TASK GOAL: What is needed is every line of the data that includes the word "ApiDoc". Please copy each one.

**** EXERCISE DATA ****

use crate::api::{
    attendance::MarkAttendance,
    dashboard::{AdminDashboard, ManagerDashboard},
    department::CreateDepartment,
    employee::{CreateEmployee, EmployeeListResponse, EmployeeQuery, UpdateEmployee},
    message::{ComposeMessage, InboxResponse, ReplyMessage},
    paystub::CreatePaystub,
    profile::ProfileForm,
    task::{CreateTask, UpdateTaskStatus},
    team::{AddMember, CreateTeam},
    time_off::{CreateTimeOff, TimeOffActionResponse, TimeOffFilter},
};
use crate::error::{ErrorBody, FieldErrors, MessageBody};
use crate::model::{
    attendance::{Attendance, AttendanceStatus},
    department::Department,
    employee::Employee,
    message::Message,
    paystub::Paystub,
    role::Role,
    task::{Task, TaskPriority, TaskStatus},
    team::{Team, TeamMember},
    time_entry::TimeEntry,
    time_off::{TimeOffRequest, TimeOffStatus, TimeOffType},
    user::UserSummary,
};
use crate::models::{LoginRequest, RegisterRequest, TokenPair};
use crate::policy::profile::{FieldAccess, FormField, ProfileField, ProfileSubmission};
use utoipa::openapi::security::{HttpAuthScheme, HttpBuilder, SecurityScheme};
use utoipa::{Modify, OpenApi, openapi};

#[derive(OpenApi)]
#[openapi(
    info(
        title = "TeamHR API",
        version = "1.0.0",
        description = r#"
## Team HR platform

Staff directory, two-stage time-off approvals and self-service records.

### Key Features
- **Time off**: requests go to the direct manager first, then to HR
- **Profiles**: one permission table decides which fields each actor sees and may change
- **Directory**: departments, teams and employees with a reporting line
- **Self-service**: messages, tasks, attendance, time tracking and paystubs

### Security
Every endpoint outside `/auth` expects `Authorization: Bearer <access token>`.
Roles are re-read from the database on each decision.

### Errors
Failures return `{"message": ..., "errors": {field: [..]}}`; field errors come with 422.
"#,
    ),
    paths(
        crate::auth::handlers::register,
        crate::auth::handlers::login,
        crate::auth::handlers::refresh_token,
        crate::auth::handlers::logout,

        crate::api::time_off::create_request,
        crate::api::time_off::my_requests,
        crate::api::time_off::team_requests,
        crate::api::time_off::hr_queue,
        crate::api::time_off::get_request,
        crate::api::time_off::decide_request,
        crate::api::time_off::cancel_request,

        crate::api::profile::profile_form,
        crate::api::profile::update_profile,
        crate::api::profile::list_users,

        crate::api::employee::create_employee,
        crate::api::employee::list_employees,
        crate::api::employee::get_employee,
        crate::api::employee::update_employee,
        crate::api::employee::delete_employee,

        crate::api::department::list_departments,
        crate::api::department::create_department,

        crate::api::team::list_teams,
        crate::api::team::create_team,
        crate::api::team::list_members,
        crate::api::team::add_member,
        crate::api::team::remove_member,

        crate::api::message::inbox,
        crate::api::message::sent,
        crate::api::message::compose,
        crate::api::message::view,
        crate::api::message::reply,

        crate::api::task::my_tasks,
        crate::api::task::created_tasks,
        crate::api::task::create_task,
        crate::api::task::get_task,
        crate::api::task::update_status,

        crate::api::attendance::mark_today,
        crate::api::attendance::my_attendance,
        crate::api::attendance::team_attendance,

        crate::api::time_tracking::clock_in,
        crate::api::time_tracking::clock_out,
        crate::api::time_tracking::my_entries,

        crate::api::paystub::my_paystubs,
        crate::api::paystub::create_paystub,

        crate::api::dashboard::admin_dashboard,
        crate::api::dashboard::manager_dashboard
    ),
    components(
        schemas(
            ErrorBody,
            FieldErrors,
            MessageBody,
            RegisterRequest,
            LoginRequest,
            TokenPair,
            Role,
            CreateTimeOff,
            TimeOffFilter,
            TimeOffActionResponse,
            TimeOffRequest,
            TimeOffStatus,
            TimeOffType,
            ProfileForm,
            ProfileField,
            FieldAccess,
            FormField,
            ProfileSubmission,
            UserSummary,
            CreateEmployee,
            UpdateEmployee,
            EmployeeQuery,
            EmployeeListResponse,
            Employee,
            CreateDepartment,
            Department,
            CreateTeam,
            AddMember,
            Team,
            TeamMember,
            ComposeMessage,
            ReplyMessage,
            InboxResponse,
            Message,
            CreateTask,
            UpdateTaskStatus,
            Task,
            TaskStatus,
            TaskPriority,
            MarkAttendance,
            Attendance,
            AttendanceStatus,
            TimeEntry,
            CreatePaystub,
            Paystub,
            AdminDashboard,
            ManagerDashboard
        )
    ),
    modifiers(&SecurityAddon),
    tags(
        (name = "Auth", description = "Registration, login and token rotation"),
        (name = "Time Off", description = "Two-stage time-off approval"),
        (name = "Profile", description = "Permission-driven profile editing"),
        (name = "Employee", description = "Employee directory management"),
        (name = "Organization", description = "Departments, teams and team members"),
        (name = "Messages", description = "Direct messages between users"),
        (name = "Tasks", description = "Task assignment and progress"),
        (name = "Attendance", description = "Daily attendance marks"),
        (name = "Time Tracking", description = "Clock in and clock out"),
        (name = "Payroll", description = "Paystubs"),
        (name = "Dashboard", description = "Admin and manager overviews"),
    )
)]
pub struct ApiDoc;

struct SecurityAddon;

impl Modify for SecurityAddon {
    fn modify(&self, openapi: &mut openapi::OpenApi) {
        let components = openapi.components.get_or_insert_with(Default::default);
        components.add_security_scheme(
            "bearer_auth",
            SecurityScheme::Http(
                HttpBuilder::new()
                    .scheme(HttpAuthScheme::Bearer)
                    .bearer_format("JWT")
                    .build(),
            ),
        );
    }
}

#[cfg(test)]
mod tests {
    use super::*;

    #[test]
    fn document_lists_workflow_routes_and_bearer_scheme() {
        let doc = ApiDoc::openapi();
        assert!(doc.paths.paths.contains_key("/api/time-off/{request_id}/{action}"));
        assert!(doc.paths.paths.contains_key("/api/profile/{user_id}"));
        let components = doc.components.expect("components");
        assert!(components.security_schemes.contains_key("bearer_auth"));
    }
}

****
**** EXERCISE DATA ****

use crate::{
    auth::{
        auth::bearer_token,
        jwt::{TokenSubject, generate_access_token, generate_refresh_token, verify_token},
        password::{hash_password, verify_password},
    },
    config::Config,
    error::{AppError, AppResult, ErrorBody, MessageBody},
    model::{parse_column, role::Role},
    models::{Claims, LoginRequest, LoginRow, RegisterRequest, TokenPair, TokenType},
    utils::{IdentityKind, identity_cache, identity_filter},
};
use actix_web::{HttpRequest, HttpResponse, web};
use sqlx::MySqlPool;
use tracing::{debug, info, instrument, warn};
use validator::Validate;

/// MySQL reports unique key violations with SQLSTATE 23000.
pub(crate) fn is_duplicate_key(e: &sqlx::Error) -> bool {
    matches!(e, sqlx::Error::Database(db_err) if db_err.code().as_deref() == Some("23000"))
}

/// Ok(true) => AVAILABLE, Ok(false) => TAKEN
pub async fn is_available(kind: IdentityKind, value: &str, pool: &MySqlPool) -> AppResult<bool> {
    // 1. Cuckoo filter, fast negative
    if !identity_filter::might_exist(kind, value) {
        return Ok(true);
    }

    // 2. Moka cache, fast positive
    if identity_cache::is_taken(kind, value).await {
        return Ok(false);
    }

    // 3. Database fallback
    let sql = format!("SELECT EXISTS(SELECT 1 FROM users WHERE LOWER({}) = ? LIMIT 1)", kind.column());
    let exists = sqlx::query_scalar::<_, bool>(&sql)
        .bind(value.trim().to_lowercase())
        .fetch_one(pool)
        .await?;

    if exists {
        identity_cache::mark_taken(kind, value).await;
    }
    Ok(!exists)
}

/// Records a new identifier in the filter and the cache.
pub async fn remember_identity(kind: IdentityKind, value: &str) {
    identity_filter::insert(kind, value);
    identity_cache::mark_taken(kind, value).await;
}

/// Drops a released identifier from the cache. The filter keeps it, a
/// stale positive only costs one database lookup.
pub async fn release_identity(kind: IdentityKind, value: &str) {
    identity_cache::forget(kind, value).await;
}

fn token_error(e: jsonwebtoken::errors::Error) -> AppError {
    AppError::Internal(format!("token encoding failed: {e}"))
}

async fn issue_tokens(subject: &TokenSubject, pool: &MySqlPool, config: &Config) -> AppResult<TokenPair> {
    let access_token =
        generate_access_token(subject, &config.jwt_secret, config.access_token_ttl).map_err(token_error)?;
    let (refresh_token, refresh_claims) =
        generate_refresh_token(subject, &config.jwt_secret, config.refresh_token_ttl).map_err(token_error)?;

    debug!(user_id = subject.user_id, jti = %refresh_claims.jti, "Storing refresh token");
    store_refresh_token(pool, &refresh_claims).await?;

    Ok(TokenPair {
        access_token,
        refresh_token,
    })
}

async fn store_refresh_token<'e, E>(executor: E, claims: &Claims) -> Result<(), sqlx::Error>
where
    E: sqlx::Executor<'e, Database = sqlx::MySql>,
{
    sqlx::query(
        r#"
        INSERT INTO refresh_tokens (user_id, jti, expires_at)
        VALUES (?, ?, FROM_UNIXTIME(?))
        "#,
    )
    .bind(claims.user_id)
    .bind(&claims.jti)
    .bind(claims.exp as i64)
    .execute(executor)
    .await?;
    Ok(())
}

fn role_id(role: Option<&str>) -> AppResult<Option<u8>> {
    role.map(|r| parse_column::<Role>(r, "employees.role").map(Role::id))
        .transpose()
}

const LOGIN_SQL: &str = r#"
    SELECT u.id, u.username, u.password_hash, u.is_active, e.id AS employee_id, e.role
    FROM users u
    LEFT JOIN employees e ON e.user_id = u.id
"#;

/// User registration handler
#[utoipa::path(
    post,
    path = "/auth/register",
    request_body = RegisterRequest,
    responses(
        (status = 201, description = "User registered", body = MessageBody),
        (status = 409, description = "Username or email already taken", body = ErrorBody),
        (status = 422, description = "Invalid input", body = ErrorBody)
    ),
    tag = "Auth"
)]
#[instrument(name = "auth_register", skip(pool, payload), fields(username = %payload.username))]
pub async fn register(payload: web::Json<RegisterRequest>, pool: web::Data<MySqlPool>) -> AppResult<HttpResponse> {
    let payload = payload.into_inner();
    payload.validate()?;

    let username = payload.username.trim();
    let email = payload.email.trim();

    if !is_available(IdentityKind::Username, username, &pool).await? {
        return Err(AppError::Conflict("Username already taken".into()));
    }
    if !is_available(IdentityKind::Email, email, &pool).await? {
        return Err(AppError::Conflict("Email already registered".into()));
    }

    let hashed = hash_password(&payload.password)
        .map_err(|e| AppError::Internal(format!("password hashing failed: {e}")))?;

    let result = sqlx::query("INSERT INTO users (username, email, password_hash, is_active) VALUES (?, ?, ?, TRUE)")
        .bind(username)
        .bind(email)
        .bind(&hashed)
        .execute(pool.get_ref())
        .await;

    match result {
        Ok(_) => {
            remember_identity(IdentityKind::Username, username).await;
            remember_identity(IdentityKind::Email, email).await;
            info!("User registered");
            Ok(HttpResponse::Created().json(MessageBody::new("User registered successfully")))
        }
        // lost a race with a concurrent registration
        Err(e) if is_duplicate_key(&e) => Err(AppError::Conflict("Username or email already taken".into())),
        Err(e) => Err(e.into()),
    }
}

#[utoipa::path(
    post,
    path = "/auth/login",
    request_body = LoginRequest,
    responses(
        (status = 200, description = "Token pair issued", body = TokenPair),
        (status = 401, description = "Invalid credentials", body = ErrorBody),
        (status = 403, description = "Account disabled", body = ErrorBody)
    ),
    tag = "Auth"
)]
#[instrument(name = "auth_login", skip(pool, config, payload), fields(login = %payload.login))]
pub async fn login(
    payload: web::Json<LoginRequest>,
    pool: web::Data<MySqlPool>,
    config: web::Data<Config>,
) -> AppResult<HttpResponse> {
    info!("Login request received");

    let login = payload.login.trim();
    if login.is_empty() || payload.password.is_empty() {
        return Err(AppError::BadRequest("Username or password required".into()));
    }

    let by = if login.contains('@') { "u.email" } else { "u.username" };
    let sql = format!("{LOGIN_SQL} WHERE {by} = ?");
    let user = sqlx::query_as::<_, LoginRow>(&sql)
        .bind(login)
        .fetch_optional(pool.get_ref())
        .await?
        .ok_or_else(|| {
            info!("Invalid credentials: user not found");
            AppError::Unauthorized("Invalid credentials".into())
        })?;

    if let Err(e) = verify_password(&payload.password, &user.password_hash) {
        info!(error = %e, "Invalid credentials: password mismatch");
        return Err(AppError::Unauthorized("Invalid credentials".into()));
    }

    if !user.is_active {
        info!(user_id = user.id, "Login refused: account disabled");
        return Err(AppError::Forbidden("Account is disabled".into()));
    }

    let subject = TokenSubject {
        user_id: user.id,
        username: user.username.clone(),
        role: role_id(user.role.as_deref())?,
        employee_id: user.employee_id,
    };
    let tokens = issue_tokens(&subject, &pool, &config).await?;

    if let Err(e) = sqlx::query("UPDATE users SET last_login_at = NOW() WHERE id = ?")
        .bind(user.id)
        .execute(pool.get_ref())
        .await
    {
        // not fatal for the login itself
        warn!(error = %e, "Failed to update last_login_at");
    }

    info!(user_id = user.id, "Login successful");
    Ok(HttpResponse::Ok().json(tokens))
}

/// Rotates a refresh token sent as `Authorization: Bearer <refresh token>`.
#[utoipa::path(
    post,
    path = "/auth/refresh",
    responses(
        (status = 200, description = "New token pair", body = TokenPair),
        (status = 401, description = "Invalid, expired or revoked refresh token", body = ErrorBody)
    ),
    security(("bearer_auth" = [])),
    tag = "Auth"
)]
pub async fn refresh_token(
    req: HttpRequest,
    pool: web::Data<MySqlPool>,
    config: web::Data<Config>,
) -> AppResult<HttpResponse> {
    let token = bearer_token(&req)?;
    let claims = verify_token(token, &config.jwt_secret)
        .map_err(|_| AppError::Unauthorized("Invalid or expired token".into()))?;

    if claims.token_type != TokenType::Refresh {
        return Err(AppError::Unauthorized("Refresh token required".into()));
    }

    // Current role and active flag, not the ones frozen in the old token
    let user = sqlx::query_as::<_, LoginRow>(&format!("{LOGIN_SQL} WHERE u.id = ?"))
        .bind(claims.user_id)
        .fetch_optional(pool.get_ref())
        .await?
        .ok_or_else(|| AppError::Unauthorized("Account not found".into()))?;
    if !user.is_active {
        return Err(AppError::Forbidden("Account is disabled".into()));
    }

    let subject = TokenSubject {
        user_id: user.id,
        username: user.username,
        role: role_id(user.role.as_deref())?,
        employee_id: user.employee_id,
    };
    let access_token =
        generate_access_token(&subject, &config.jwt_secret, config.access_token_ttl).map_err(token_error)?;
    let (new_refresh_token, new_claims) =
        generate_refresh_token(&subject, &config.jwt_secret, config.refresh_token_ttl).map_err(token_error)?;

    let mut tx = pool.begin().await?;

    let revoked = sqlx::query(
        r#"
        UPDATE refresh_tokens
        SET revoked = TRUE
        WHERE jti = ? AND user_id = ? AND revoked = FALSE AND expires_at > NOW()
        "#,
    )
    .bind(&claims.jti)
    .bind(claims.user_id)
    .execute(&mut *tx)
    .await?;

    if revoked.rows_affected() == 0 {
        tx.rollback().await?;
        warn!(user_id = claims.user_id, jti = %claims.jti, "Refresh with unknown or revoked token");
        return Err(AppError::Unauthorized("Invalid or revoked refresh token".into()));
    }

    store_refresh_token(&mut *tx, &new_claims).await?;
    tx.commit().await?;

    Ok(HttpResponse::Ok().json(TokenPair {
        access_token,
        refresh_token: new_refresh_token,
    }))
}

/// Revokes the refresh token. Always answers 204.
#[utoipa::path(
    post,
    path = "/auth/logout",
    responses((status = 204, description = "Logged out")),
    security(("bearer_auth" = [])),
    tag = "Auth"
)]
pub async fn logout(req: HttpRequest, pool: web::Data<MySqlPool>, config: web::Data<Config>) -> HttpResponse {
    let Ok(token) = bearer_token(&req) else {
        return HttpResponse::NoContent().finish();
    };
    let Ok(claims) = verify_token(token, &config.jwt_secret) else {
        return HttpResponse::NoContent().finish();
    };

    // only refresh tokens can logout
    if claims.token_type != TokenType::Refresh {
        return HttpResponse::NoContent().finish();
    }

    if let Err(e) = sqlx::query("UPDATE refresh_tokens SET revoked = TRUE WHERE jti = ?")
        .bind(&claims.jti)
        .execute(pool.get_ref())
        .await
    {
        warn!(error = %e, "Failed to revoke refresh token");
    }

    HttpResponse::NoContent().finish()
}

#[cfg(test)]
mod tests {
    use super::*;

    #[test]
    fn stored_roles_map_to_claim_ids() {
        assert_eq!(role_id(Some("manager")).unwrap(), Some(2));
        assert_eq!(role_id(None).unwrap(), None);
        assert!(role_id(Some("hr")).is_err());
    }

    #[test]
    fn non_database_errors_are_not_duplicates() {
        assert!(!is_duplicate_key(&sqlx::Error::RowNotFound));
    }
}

****
**** EXERCISE DATA ****

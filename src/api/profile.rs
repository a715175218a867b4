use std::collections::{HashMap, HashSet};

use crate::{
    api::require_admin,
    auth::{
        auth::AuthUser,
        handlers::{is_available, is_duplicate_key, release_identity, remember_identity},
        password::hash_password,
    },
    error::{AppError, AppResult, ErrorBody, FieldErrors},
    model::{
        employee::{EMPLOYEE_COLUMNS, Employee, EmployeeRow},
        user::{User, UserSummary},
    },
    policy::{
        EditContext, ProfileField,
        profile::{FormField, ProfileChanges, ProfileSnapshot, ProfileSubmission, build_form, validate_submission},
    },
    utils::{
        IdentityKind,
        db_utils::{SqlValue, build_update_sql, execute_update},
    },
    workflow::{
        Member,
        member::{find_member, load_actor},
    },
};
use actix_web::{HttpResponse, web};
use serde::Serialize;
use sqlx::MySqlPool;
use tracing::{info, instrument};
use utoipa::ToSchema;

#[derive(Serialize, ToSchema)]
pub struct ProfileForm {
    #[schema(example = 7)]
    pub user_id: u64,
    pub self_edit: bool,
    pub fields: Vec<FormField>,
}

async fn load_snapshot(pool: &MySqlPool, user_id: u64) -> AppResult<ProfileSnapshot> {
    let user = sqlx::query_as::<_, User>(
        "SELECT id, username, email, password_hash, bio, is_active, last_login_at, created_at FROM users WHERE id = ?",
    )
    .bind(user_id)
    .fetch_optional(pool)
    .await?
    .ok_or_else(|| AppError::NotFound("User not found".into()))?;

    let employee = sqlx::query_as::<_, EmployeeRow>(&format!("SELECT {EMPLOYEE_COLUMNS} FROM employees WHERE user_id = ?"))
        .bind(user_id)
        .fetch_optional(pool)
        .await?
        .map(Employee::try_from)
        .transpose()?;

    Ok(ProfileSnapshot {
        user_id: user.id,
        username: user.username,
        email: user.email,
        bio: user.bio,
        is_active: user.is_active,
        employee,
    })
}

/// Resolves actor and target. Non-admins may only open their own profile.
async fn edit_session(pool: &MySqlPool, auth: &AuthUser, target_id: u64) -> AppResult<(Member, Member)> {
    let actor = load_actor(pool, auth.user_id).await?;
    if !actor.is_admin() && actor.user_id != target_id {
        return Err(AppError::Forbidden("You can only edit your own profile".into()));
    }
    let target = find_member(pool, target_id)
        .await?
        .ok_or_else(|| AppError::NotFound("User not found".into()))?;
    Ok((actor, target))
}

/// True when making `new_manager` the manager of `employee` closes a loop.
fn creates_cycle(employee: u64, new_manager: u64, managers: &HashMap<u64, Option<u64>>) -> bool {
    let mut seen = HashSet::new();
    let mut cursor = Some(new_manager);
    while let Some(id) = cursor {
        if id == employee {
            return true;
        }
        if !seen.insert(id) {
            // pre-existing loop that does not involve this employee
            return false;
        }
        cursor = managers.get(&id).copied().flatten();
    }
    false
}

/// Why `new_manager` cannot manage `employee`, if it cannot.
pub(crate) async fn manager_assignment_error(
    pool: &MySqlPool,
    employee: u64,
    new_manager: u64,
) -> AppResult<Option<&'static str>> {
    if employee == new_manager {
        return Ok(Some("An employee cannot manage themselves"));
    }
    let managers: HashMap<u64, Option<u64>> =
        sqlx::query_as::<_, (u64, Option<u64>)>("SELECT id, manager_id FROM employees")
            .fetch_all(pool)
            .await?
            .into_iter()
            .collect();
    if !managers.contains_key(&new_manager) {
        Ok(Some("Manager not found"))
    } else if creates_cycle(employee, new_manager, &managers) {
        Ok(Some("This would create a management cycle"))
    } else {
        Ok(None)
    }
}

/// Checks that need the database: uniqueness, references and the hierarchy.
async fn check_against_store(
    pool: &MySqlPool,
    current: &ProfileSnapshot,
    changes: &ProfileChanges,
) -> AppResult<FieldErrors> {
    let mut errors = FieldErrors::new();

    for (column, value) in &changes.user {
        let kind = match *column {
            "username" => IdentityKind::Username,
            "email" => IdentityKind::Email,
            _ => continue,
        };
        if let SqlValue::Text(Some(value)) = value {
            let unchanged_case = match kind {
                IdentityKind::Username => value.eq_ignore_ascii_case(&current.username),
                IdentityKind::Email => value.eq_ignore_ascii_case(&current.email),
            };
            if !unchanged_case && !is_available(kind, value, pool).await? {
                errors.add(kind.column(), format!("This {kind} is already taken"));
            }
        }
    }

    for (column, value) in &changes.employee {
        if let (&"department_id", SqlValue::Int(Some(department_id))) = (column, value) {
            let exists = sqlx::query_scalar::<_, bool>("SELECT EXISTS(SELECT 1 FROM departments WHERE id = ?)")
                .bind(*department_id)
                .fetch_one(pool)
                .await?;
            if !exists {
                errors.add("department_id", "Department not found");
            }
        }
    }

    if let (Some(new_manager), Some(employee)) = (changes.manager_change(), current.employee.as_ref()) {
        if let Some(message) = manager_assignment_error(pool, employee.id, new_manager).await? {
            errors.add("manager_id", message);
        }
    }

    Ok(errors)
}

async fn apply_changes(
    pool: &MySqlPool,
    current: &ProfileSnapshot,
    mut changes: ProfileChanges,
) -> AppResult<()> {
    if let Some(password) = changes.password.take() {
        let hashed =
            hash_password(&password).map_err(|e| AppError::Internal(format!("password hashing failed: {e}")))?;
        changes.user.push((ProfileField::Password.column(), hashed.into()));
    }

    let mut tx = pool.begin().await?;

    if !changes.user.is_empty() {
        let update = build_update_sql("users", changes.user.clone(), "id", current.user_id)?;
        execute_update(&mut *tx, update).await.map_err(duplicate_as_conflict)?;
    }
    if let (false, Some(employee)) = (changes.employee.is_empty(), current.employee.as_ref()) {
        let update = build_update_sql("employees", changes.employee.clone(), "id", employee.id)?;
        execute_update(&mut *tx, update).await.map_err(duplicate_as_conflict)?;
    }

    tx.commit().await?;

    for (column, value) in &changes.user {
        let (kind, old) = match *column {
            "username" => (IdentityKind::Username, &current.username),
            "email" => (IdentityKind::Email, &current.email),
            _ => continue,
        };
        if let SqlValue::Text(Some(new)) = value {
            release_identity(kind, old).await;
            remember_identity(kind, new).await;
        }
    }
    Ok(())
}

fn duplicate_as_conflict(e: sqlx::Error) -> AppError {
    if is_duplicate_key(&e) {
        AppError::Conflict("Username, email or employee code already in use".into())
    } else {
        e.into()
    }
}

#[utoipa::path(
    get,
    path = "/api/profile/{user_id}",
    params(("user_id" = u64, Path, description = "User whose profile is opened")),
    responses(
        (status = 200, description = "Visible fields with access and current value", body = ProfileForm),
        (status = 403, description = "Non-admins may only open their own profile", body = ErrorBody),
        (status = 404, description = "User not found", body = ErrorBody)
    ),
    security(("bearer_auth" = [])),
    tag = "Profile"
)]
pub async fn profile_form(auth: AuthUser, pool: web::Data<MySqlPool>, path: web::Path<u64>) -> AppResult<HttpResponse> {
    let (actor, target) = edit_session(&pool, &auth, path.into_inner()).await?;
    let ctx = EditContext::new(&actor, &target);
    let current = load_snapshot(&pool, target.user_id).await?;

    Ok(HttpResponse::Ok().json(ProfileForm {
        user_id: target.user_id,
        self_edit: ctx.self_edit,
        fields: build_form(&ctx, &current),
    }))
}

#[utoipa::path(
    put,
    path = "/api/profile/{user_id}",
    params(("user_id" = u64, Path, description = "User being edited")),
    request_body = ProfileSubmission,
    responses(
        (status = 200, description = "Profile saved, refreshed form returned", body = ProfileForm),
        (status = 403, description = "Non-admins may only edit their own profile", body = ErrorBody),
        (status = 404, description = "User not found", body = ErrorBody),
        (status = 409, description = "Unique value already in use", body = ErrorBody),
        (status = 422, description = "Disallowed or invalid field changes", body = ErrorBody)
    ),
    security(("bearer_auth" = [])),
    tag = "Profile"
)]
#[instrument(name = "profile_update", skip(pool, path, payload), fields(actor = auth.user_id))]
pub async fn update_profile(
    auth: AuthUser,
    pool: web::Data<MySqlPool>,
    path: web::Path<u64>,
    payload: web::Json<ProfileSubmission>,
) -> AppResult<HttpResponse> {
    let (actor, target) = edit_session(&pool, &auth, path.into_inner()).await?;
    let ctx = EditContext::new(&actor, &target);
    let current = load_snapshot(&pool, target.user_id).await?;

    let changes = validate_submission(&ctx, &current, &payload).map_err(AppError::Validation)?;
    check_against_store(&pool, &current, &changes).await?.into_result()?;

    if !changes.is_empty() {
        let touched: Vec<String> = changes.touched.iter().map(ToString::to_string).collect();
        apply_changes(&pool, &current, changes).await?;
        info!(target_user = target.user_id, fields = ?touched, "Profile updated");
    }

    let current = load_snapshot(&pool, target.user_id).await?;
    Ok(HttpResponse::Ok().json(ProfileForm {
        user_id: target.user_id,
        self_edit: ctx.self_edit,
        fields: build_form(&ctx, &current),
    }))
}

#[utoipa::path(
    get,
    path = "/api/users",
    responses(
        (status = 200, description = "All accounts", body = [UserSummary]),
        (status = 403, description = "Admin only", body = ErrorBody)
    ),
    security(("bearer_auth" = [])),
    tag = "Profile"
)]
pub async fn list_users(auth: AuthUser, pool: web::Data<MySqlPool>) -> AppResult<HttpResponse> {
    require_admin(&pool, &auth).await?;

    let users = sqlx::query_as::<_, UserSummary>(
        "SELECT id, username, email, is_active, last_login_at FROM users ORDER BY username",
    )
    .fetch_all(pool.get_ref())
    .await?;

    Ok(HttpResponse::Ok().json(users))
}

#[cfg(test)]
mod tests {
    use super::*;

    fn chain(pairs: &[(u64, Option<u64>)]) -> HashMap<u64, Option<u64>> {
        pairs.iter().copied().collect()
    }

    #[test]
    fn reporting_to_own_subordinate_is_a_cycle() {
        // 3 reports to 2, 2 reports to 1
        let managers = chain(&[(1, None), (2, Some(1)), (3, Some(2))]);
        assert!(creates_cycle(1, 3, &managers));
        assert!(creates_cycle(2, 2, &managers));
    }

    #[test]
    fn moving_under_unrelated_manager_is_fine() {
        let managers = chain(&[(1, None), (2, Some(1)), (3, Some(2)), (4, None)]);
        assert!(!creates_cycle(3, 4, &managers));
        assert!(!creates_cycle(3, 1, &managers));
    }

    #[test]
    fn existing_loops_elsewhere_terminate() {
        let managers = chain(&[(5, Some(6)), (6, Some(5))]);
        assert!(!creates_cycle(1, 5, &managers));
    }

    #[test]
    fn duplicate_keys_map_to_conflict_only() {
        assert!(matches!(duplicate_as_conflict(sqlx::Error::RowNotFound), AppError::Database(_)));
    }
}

****

RESPONSE TO THE EXERCISE:
pub struct ApiDoc;
        let doc = ApiDoc::openapi();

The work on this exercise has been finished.